### Exercise requirements
Starting at the first line and ending at the last, output the data exactly.

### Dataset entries
►

use std::collections::HashSet;

use crate::model::{Card, CardId, Category};

/// Derive the visible, ordered deck from the full catalog.
///
/// 1. Retain cards matching `selected_category` (all cards when `None`);
///    relative catalog order is preserved.
/// 2. For authenticated users not reviewing everything, drop cards already
///    in the seen set.
///
/// Anonymous users and `show_all_cards` sessions skip seen-filtering
/// entirely. Pure and total: no error conditions.
#[must_use]
pub fn visible_cards<'a>(
    catalog: &'a [Card],
    selected_category: Option<Category>,
    authenticated: bool,
    seen_cards: &HashSet<CardId>,
    show_all_cards: bool,
) -> Vec<&'a Card> {
    catalog
        .iter()
        .filter(|card| selected_category.is_none_or(|c| card.category == c))
        .filter(|card| {
            if authenticated && !show_all_cards {
                !seen_cards.contains(&card.id)
            } else {
                true
            }
        })
        .collect()
}

#[cfg(test)]
mod tests {
    use super::*;
    use crate::model::{CardContent, Difficulty};

    fn build_card(id: &str, category: Category, seq: u32) -> Card {
        Card {
            id: CardId::new(id),
            stack: "ent-core".to_string(),
            category,
            difficulty: Difficulty::Easy,
            seq,
            content: CardContent::Flashcard {
                front: "Q".to_string(),
                back: "A".to_string(),
            },
        }
    }

    fn catalog() -> Vec<Card> {
        vec![
            build_card("a", Category::Otology, 0),
            build_card("b", Category::Rhinology, 1),
            build_card("c", Category::Otology, 2),
        ]
    }

    fn ids(cards: &[&Card]) -> Vec<String> {
        cards.iter().map(|c| c.id.to_string()).collect()
    }

    #[test]
    fn category_filter_is_stable() {
        let catalog = catalog();
        let seen = HashSet::new();

        let visible = visible_cards(&catalog, Some(Category::Otology), true, &seen, false);
        assert_eq!(ids(&visible), ["a", "c"]);
    }

    #[test]
    fn authenticated_filter_removes_seen_cards() {
        let catalog = catalog();
        let seen: HashSet<CardId> = [CardId::new("b")].into();

        let visible = visible_cards(&catalog, None, true, &seen, false);
        assert_eq!(ids(&visible), ["a", "c"]);
    }

    #[test]
    fn show_all_bypasses_seen_filter() {
        let catalog = catalog();
        let seen: HashSet<CardId> = [CardId::new("a"), CardId::new("b")].into();

        let visible = visible_cards(&catalog, None, true, &seen, true);
        assert_eq!(ids(&visible), ["a", "b", "c"]);
    }

    #[test]
    fn anonymous_users_always_see_everything() {
        let catalog = catalog();
        let seen: HashSet<CardId> = catalog.iter().map(|c| c.id.clone()).collect();

        let visible = visible_cards(&catalog, None, false, &seen, false);
        assert_eq!(visible.len(), catalog.len());
    }

    #[test]
    fn category_and_seen_filters_compose() {
        let catalog = catalog();
        let seen: HashSet<CardId> = [CardId::new("a")].into();

        let visible = visible_cards(&catalog, Some(Category::Otology), true, &seen, false);
        assert_eq!(ids(&visible), ["c"]);

        let visible = visible_cards(&catalog, Some(Category::Otology), true, &seen, true);
        assert_eq!(ids(&visible), ["a", "c"]);
    }
}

◄

### Answer to the problem
use std::collections::HashSet;

use crate::model::{Card, CardId, Category};

/// Derive the visible, ordered deck from the full catalog.
///
/// 1. Retain cards matching `selected_category` (all cards when `None`);
///    relative catalog order is preserved.
/// 2. For authenticated users not reviewing everything, drop cards already
///    in the seen set.
///
/// Anonymous users and `show_all_cards` sessions skip seen-filtering
/// entirely. Pure and total: no error conditions.
#[must_use]
pub fn visible_cards<'a>(
    catalog: &'a [Card],
    selected_category: Option<Category>,
    authenticated: bool,
    seen_cards: &HashSet<CardId>,
    show_all_cards: bool,
) -> Vec<&'a Card> {
    catalog
        .iter()
        .filter(|card| selected_category.is_none_or(|c| card.category == c))
        .filter(|card| {
            if authenticated && !show_all_cards {
                !seen_cards.contains(&card.id)
            } else {
                true
            }
        })
        .collect()
}

#[cfg(test)]
mod tests {
    use super::*;
    use crate::model::{CardContent, Difficulty};

    fn build_card(id: &str, category: Category, seq: u32) -> Card {
        Card {
            id: CardId::new(id),
            stack: "ent-core".to_string(),
            category,
            difficulty: Difficulty::Easy,
            seq,
            content: CardContent::Flashcard {
                front: "Q".to_string(),
                back: "A".to_string(),
            },
        }
    }

    fn catalog() -> Vec<Card> {
        vec![
            build_card("a", Category::Otology, 0),
            build_card("b", Category::Rhinology, 1),
            build_card("c", Category::Otology, 2),
        ]
    }

    fn ids(cards: &[&Card]) -> Vec<String> {
        cards.iter().map(|c| c.id.to_string()).collect()
    }

    #[test]
    fn category_filter_is_stable() {
        let catalog = catalog();
        let seen = HashSet::new();

        let visible = visible_cards(&catalog, Some(Category::Otology), true, &seen, false);
        assert_eq!(ids(&visible), ["a", "c"]);
    }

    #[test]
    fn authenticated_filter_removes_seen_cards() {
        let catalog = catalog();
        let seen: HashSet<CardId> = [CardId::new("b")].into();

        let visible = visible_cards(&catalog, None, true, &seen, false);
        assert_eq!(ids(&visible), ["a", "c"]);
    }

    #[test]
    fn show_all_bypasses_seen_filter() {
        let catalog = catalog();
        let seen: HashSet<CardId> = [CardId::new("a"), CardId::new("b")].into();

        let visible = visible_cards(&catalog, None, true, &seen, true);
        assert_eq!(ids(&visible), ["a", "b", "c"]);
    }

    #[test]
    fn anonymous_users_always_see_everything() {
        let catalog = catalog();
        let seen: HashSet<CardId> = catalog.iter().map(|c| c.id.clone()).collect();

        let visible = visible_cards(&catalog, None, false, &seen, false);
        assert_eq!(visible.len(), catalog.len());
    }

    #[test]
    fn category_and_seen_filters_compose() {
        let catalog = catalog();
        let seen: HashSet<CardId> = [CardId::new("a")].into();

        let visible = visible_cards(&catalog, Some(Category::Otology), true, &seen, false);
        assert_eq!(ids(&visible), ["c"]);

        let visible = visible_cards(&catalog, Some(Category::Otology), true, &seen, true);
        assert_eq!(ids(&visible), ["a", "c"]);
    }
}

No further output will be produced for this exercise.